- Born: Aaron Ern-Wuei Phillips August 5, 1989 (age 35) Houston, Texas, United States
- Height: 5 ft 9 in (1.75 m)
- Weight: 135 lb (61 kg; 9 st 9 lb)
- Division: Bantamweight
- Reach: 69 in (175 cm)
- Fighting out of: Lafayette, Louisiana
- Team: Headkicks MMA Gladiators Academy
- Rank: Fourth degree black belt in Taekwondo
- Years active: 2011–present

Mixed martial arts record
- Total: 18
- Wins: 12
- By knockout: 6
- By submission: 2
- By decision: 4
- Losses: 6
- By knockout: 2
- By submission: 1
- By decision: 3

Other information
- University: University of Louisiana
- Mixed martial arts record from Sherdog

= Aaron Phillips (fighter) =

American mixed martial arts fighter

Aaron Ern-Wuei Phillips (born August 5, 1989) is an American mixed martial artist who competes in the Bantamweight division. A professional since 2011, he is most notable for his time in the Ultimate Fighting Championship.

==Background==
His mom came over from Penang, Malaysia to the US for university and met his father. She was a school teacher, so every summer he would go back to Malaysia from the age of four to eleven.

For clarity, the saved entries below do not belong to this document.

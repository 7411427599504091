//! FrameSchema - 帧布局描述
//!
//! 一份 schema 描述一个固定长度的二进制帧：同步字、字节序、总长度以及每个字段的
//! 偏移/宽度/编码/缩放系数。加载后不可变，通过 `Arc` 在解码调用之间只读共享。

use serde::{Deserialize, Deserializer, Serialize, Serializer};
use std::fmt;
use std::str::FromStr;

use crate::{ContractError, FieldName};

/// 字段的二进制编码
///
/// 配置文件中既可以写名字 (`"uint16"`)，也可以写旧 schema 使用的单字符打包码
/// (`b B h H i I l L q Q f d`)。
#[derive(Debug, Clone, Copy, PartialEq, Eq, Hash, Serialize, Deserialize)]
#[serde(try_from = "String", into = "String")]
pub enum BinaryEncoding {
    Int8,
    UInt8,
    Int16,
    UInt16,
    Int32,
    UInt32,
    Int64,
    UInt64,
    Float32,
    Float64,
}

impl BinaryEncoding {
    /// 编码占用的字节数
    pub const fn width(self) -> usize {
        match self {
            Self::Int8 | Self::UInt8 => 1,
            Self::Int16 | Self::UInt16 => 2,
            Self::Int32 | Self::UInt32 | Self::Float32 => 4,
            Self::Int64 | Self::UInt64 | Self::Float64 => 8,
        }
    }

    pub const fn is_float(self) -> bool {
        matches!(self, Self::Float32 | Self::Float64)
    }

    pub const fn is_signed(self) -> bool {
        matches!(self, Self::Int8 | Self::Int16 | Self::Int32 | Self::Int64)
    }

    pub const fn is_unsigned(self) -> bool {
        !self.is_float() && !self.is_signed()
    }

    pub const fn as_str(self) -> &'static str {
        match self {
            Self::Int8 => "int8",
            Self::UInt8 => "uint8",
            Self::Int16 => "int16",
            Self::UInt16 => "uint16",
            Self::Int32 => "int32",
            Self::UInt32 => "uint32",
            Self::Int64 => "int64",
            Self::UInt64 => "uint64",
            Self::Float32 => "float32",
            Self::Float64 => "float64",
        }
    }

    /// 整数编码可表示的闭区间，浮点编码返回 `None`
    pub fn integer_range(self) -> Option<(i128, i128)> {
        let range = match self {
            Self::Int8 => (i8::MIN as i128, i8::MAX as i128),
            Self::UInt8 => (0, u8::MAX as i128),
            Self::Int16 => (i16::MIN as i128, i16::MAX as i128),
            Self::UInt16 => (0, u16::MAX as i128),
            Self::Int32 => (i32::MIN as i128, i32::MAX as i128),
            Self::UInt32 => (0, u32::MAX as i128),
            Self::Int64 => (i64::MIN as i128, i64::MAX as i128),
            Self::UInt64 => (0, u64::MAX as i128),
            Self::Float32 | Self::Float64 => return None,
        };
        Some(range)
    }
}

impl FromStr for BinaryEncoding {
    type Err = ContractError;

    fn from_str(s: &str) -> Result<Self, Self::Err> {
        let encoding = match s.trim() {
            "int8" | "i8" | "b" => Self::Int8,
            "uint8" | "u8" | "B" => Self::UInt8,
            "int16" | "i16" | "h" => Self::Int16,
            "uint16" | "u16" | "H" => Self::UInt16,
            "int32" | "i32" | "i" | "l" => Self::Int32,
            "uint32" | "u32" | "I" | "L" => Self::UInt32,
            "int64" | "i64" | "q" => Self::Int64,
            "uint64" | "u64" | "Q" => Self::UInt64,
            "float32" | "f32" | "f" => Self::Float32,
            "float64" | "f64" | "d" => Self::Float64,
            other => {
                return Err(ContractError::config_validation(
                    "binary_encoding",
                    format!("unknown binary encoding '{other}'"),
                ))
            }
        };
        Ok(encoding)
    }
}

impl TryFrom<String> for BinaryEncoding {
    type Error = ContractError;

    fn try_from(value: String) -> Result<Self, Self::Error> {
        value.parse()
    }
}

impl From<BinaryEncoding> for String {
    fn from(value: BinaryEncoding) -> Self {
        value.as_str().to_string()
    }
}

impl fmt::Display for BinaryEncoding {
    fn fmt(&self, f: &mut fmt::Formatter<'_>) -> fmt::Result {
        f.write_str(self.as_str())
    }
}

/// 帧内多字节字段的字节序
#[derive(Debug, Clone, Copy, PartialEq, Eq, Default, Serialize, Deserialize)]
#[serde(try_from = "String", into = "String")]
pub enum ByteOrder {
    #[default]
    Big,
    Little,
}

impl FromStr for ByteOrder {
    type Err = ContractError;

    fn from_str(s: &str) -> Result<Self, Self::Err> {
        match s.trim() {
            "big" | ">" | "!" => Ok(Self::Big),
            "little" | "<" => Ok(Self::Little),
            other => Err(ContractError::config_validation(
                "byte_order",
                format!("unknown byte order '{other}', expected big or little"),
            )),
        }
    }
}

impl TryFrom<String> for ByteOrder {
    type Error = ContractError;

    fn try_from(value: String) -> Result<Self, Self::Error> {
        value.parse()
    }
}

impl From<ByteOrder> for String {
    fn from(value: ByteOrder) -> Self {
        match value {
            ByteOrder::Big => "big".into(),
            ByteOrder::Little => "little".into(),
        }
    }
}

/// 单个字段的描述
#[derive(Debug, Clone, PartialEq, Serialize, Deserialize)]
pub struct FieldDescriptor {
    /// 字段名，在 schema 内唯一
    pub name: FieldName,

    /// 距帧首的字节偏移
    pub offset: usize,

    /// 字节宽度，必须等于编码宽度
    pub length: usize,

    /// 二进制编码
    #[serde(alias = "struct_format")]
    pub binary_encoding: BinaryEncoding,

    /// 缩放系数：工程值 = 原始值 * scale_factor
    #[serde(default = "default_scale_factor")]
    pub scale_factor: f64,

    /// 工程单位 (可选)
    #[serde(default, skip_serializing_if = "Option::is_none")]
    pub unit: Option<String>,

    /// 是否为同步字字段
    #[serde(default, alias = "is_sync")]
    pub is_sync_word: bool,

    /// 是否为校验和字段
    #[serde(default)]
    pub is_checksum: bool,
}

fn default_scale_factor() -> f64 {
    1.0
}

impl FieldDescriptor {
    /// 同步字和校验和按原始整数上报，不做缩放
    pub fn is_raw(&self) -> bool {
        self.is_sync_word || self.is_checksum
    }

    /// 字段结束位置 (不含)，溢出时为 `None`
    pub fn end(&self) -> Option<usize> {
        self.offset.checked_add(self.length)
    }

    /// 空单位按未声明处理
    pub fn unit(&self) -> Option<&str> {
        self.unit.as_deref().filter(|u| !u.is_empty())
    }
}

/// 完整的帧布局
#[derive(Debug, Clone, PartialEq, Serialize, Deserialize)]
pub struct FrameSchema {
    /// 期望的同步字
    #[serde(rename = "frame_sync_word", with = "sync_word_repr")]
    pub sync_word: u32,

    /// 字节序
    pub byte_order: ByteOrder,

    /// 帧总长度 (字节)
    #[serde(rename = "frame_total_length")]
    pub total_length: usize,

    /// 字段列表，保持配置中的顺序
    #[serde(rename = "parameters")]
    pub fields: Vec<FieldDescriptor>,
}

impl FrameSchema {
    pub fn field(&self, name: &str) -> Option<&FieldDescriptor> {
        self.fields.iter().find(|f| f.name == name)
    }

    pub fn sync_field(&self) -> Option<&FieldDescriptor> {
        self.fields.iter().find(|f| f.is_sync_word)
    }

    pub fn checksum_field(&self) -> Option<&FieldDescriptor> {
        self.fields.iter().find(|f| f.is_checksum)
    }

    /// 按偏移升序排列的字段 (偏移相同时保持配置顺序)
    pub fn fields_by_offset(&self) -> Vec<&FieldDescriptor> {
        let mut ordered: Vec<&FieldDescriptor> = self.fields.iter().collect();
        ordered.sort_by_key(|f| f.offset);
        ordered
    }
}

/// 同步字在配置中可以是十六进制字符串 (`"0xABCD"`) 或整数
mod sync_word_repr {
    use super::*;

    #[derive(Deserialize)]
    #[serde(untagged)]
    enum Repr {
        Int(u64),
        Text(String),
    }

    pub fn serialize<S: Serializer>(value: &u32, serializer: S) -> Result<S::Ok, S::Error> {
        serializer.serialize_str(&format!("0x{value:04X}"))
    }

    pub fn deserialize<'de, D: Deserializer<'de>>(deserializer: D) -> Result<u32, D::Error> {
        use serde::de::Error;

        let raw = match Repr::deserialize(deserializer)? {
            Repr::Int(v) => v,
            Repr::Text(s) => {
                let trimmed = s.trim();
                let digits = trimmed
                    .strip_prefix("0x")
                    .or_else(|| trimmed.strip_prefix("0X"));
                let parsed = match digits {
                    Some(hex) => u64::from_str_radix(hex, 16),
                    None => trimmed.parse::<u64>(),
                };
                parsed.map_err(|e| D::Error::custom(format!("invalid frame_sync_word '{s}': {e}")))?
            }
        };
        u32::try_from(raw)
            .map_err(|_| D::Error::custom(format!("frame_sync_word {raw:#X} exceeds 32 bits")))
    }
}
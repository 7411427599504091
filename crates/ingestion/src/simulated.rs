//! 模拟帧源
//!
//! 按 schema 生成随机遥测值并编码成帧，用于无真实下行链路时的演示与测试。

use std::sync::Arc;

use bytes::{Bytes, BytesMut};
use contracts::{BinaryEncoding, DecodedRecord, FieldDescriptor, FieldValue, FrameSupplier};
use frame_codec::FrameCodec;
use rand::rngs::StdRng;
use rand::{Rng, SeedableRng};
use tracing::{debug, trace, warn};

use crate::error::Result;
use crate::metrics::SourceMetrics;

/// 默认数值窗口 (原始整数)，避免生成极端值
const DEFAULT_RAW_SPAN: (i128, i128) = (-1_000, 1_000);

/// 模拟源配置
#[derive(Debug, Clone)]
pub struct SimulationConfig {
    /// 随机种子，`None` 时取系统熵
    pub seed: Option<u64>,

    /// `next_frame` 返回 `None` 的概率
    pub failure_rate: f64,

    /// 同步字被破坏的概率
    pub corrupt_rate: f64,

    /// 写入当前 unix 时间的字段
    pub timestamp_field: String,

    /// 校验和字段的固定值
    pub checksum_value: u64,
}

impl Default for SimulationConfig {
    fn default() -> Self {
        Self {
            seed: None,
            failure_rate: 0.0,
            corrupt_rate: 0.0,
            timestamp_field: "timestamp_s".to_string(),
            checksum_value: 0xEE,
        }
    }
}

/// 模拟帧源
pub struct SimulatedFrameSource {
    codec: FrameCodec,
    config: SimulationConfig,
    rng: StdRng,
    metrics: Arc<SourceMetrics>,
}

impl SimulatedFrameSource {
    /// 创建模拟源，概率参数被截断到 [0, 1]
    pub fn new(codec: FrameCodec, mut config: SimulationConfig) -> Self {
        config.failure_rate = clamp_probability(config.failure_rate);
        config.corrupt_rate = clamp_probability(config.corrupt_rate);
        let rng = match config.seed {
            Some(seed) => StdRng::seed_from_u64(seed),
            None => StdRng::from_os_rng(),
        };
        debug!(
            frame_len = codec.frame_len(),
            failure_rate = config.failure_rate,
            corrupt_rate = config.corrupt_rate,
            "simulated frame source created"
        );
        Self {
            codec,
            config,
            rng,
            metrics: Arc::new(SourceMetrics::new()),
        }
    }

    pub fn metrics(&self) -> &Arc<SourceMetrics> {
        &self.metrics
    }

    /// 按 schema 顺序生成一条记录
    pub fn generate_record(&mut self) -> DecodedRecord {
        let schema = Arc::clone(self.codec.schema());
        let mut record = DecodedRecord::with_capacity(schema.fields.len());
        for field in &schema.fields {
            let value = if field.is_sync_word {
                FieldValue::Unsigned(u64::from(schema.sync_word))
            } else if field.is_checksum {
                let max = field.binary_encoding.integer_range().map_or(0, |(_, max)| max);
                FieldValue::Unsigned(i128::from(self.config.checksum_value).min(max) as u64)
            } else {
                self.generate_value(field)
            };
            record.push(field.name.clone(), value, None);
        }
        record
    }

    /// 生成并编码一帧
    pub fn generate_frame(&mut self) -> Result<Bytes> {
        let record = self.generate_record();
        let frame = self.codec.encode(&record)?;
        if self.config.corrupt_rate > 0.0 && self.rng.random_bool(self.config.corrupt_rate) {
            let sync_range = self
                .codec
                .schema()
                .sync_field()
                .and_then(|sync| Some(sync.offset..sync.end()?));
            if let Some(range) = sync_range {
                let mut corrupted = BytesMut::from(&frame[..]);
                for byte in &mut corrupted[range] {
                    *byte ^= 0xFF;
                }
                self.metrics.record_corrupted();
                trace!("sync word corrupted");
                return Ok(corrupted.freeze());
            }
        }
        Ok(frame)
    }

    fn generate_value(&mut self, field: &FieldDescriptor) -> FieldValue {
        let encoding = field.binary_encoding;
        let name = field.name.as_str();

        if name == self.config.timestamp_field {
            let now = chrono::Utc::now().timestamp() + self.rng.random_range(0..=5);
            return FieldValue::Float(self.fit_raw(encoding, i128::from(now)) as f64 * field.scale_factor);
        }

        let engineering = match name {
            "rocket_id" => Some((1.0, 1.0)),
            "altitude" => Some((0.0, 80_000.0)),
            "velocity" => Some((0.0, 3_000.0)),
            "engine_pressure" => Some((0.0, 2_000.0)),
            "status_byte" => Some((0.0, 7.0)),
            _ => None,
        };

        if encoding.is_float() {
            let (lo, hi) = engineering.unwrap_or((-1_000.0, 1_000.0));
            let v = if hi > lo { self.rng.random_range(lo..=hi) } else { lo };
            return FieldValue::Float(v);
        }

        let (lo, hi) = match engineering {
            Some((lo, hi)) => {
                let (a, b) = ((lo / field.scale_factor).round(), (hi / field.scale_factor).round());
                (a.min(b) as i128, a.max(b) as i128)
            }
            None => DEFAULT_RAW_SPAN,
        };
        let (lo, hi) = (self.fit_raw(encoding, lo), self.fit_raw(encoding, hi));
        let raw = if hi > lo { self.rng.random_range(lo..=hi) } else { lo };
        FieldValue::Float(raw as f64 * field.scale_factor)
    }

    fn fit_raw(&self, encoding: BinaryEncoding, raw: i128) -> i128 {
        match encoding.integer_range() {
            Some((min, max)) => raw.clamp(min, max),
            None => raw,
        }
    }
}

impl FrameSupplier for SimulatedFrameSource {
    async fn next_frame(&mut self) -> Option<Bytes> {
        if self.config.failure_rate > 0.0 && self.rng.random_bool(self.config.failure_rate) {
            self.metrics.record_failure();
            trace!("simulated pull failure");
            return None;
        }
        match self.generate_frame() {
            Ok(frame) => {
                self.metrics.record_supplied();
                Some(frame)
            }
            Err(e) => {
                self.metrics.record_failure();
                warn!(error = %e, "simulated frame could not be encoded");
                None
            }
        }
    }
}

fn clamp_probability(p: f64) -> f64 {
    if p.is_nan() {
        0.0
    } else {
        p.clamp(0.0, 1.0)
    }
}

#[cfg(test)]
mod tests {
    use super::*;
    use contracts::{ByteOrder, FieldName, FrameSchema};
    use frame_codec::FrameError;

    fn field(name: &str, offset: usize, encoding: BinaryEncoding, scale: f64) -> FieldDescriptor {
        FieldDescriptor {
            name: FieldName::new(name),
            offset,
            length: encoding.width(),
            binary_encoding: encoding,
            scale_factor: scale,
            unit: None,
            is_sync_word: false,
            is_checksum: false,
        }
    }

    fn codec() -> FrameCodec {
        use BinaryEncoding::*;
        let mut sync = field("sync_word", 0, UInt16, 1.0);
        sync.is_sync_word = true;
        let mut checksum = field("checksum", 17, UInt8, 1.0);
        checksum.is_checksum = true;
        FrameCodec::new(Arc::new(FrameSchema {
            sync_word: 0xABCD,
            byte_order: ByteOrder::Big,
            total_length: 18,
            fields: vec![
                sync,
                field("altitude", 2, UInt32, 0.1),
                field("velocity", 6, Int16, 0.1),
                field("timestamp_s", 8, UInt32, 1.0),
                field("gyro", 12, Float32, 1.0),
                field("status_byte", 16, UInt8, 1.0),
                checksum,
            ],
        }))
    }

    #[tokio::test]
    async fn test_simulated_frames_decode() {
        let codec = codec();
        let mut source = SimulatedFrameSource::new(
            codec.clone(),
            SimulationConfig {
                seed: Some(7),
                ..Default::default()
            },
        );

        for _ in 0..20 {
            let frame = source.next_frame().await.unwrap();
            assert_eq!(frame.len(), 18);
            let record = codec.decode(&frame).unwrap();
            assert_eq!(record.get("checksum"), Some(&FieldValue::Unsigned(0xEE)));
            let altitude = record.get("altitude").and_then(FieldValue::as_f64).unwrap();
            assert!((0.0..=80_000.0).contains(&altitude), "altitude {altitude}");
            let status = record.get("status_byte").and_then(FieldValue::as_f64).unwrap();
            assert!(status <= 7.0);
            assert!(record.get("timestamp_s").and_then(FieldValue::as_f64).unwrap() > 1.6e9);
        }
        assert_eq!(source.metrics().snapshot().frames_supplied, 20);
    }

    #[tokio::test]
    async fn test_same_seed_same_frames() {
        let config = SimulationConfig {
            seed: Some(42),
            timestamp_field: "none".into(),
            ..Default::default()
        };
        let mut a = SimulatedFrameSource::new(codec(), config.clone());
        let mut b = SimulatedFrameSource::new(codec(), config);
        for _ in 0..5 {
            assert_eq!(a.next_frame().await, b.next_frame().await);
        }
    }

    #[tokio::test]
    async fn test_failure_and_corruption_rates() {
        let codec = codec();
        let mut failing = SimulatedFrameSource::new(
            codec.clone(),
            SimulationConfig {
                seed: Some(1),
                failure_rate: 1.0,
                ..Default::default()
            },
        );
        assert!(failing.next_frame().await.is_none());
        assert_eq!(failing.metrics().snapshot().failures, 1);

        let mut corrupting = SimulatedFrameSource::new(
            codec.clone(),
            SimulationConfig {
                seed: Some(1),
                corrupt_rate: 1.0,
                ..Default::default()
            },
        );
        let frame = corrupting.next_frame().await.unwrap();
        assert!(matches!(
            codec.decode(&frame),
            Err(FrameError::SyncMismatch { expected: 0xABCD, .. })
        ));
        assert_eq!(corrupting.metrics().snapshot().corrupted, 1);
    }
}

==Mixed martial arts career==

===Early career===

Phillips started fighting MMA professionally in 2011, mainly for regional Louisiana organizations, compiling a 7–0 record, before signing with the UFC in 2014.

===Ultimate Fighting Championship===

Philips made his UFC debut as an injury replacement for Doo Ho Choi against Sam Sicilia on May 24, 2014 at UFC 173. However, Choi pulled out of the bout citing an injury. He lost the fight via unanimous decision.

Aaron Phillips faced Matt Hobar at UFC Fight Night: Henderson vs. dos Anjos on August 23, 2014. He lost the fight via unanimous decision.

After his second loss in a row, Phillips was released from the UFC.

===World Fighting Championships and Other Organizations===

After his release from the UFC, Phillips faced future UFC fighter Chris Gutiérrez for the vacant WFC Bantamweight Championship. Due to the bay doors not being able to be closed, the fight took place in 30 F cold. Due to an injury picked up during the fight, he was unable to continue, therefore losing the fight.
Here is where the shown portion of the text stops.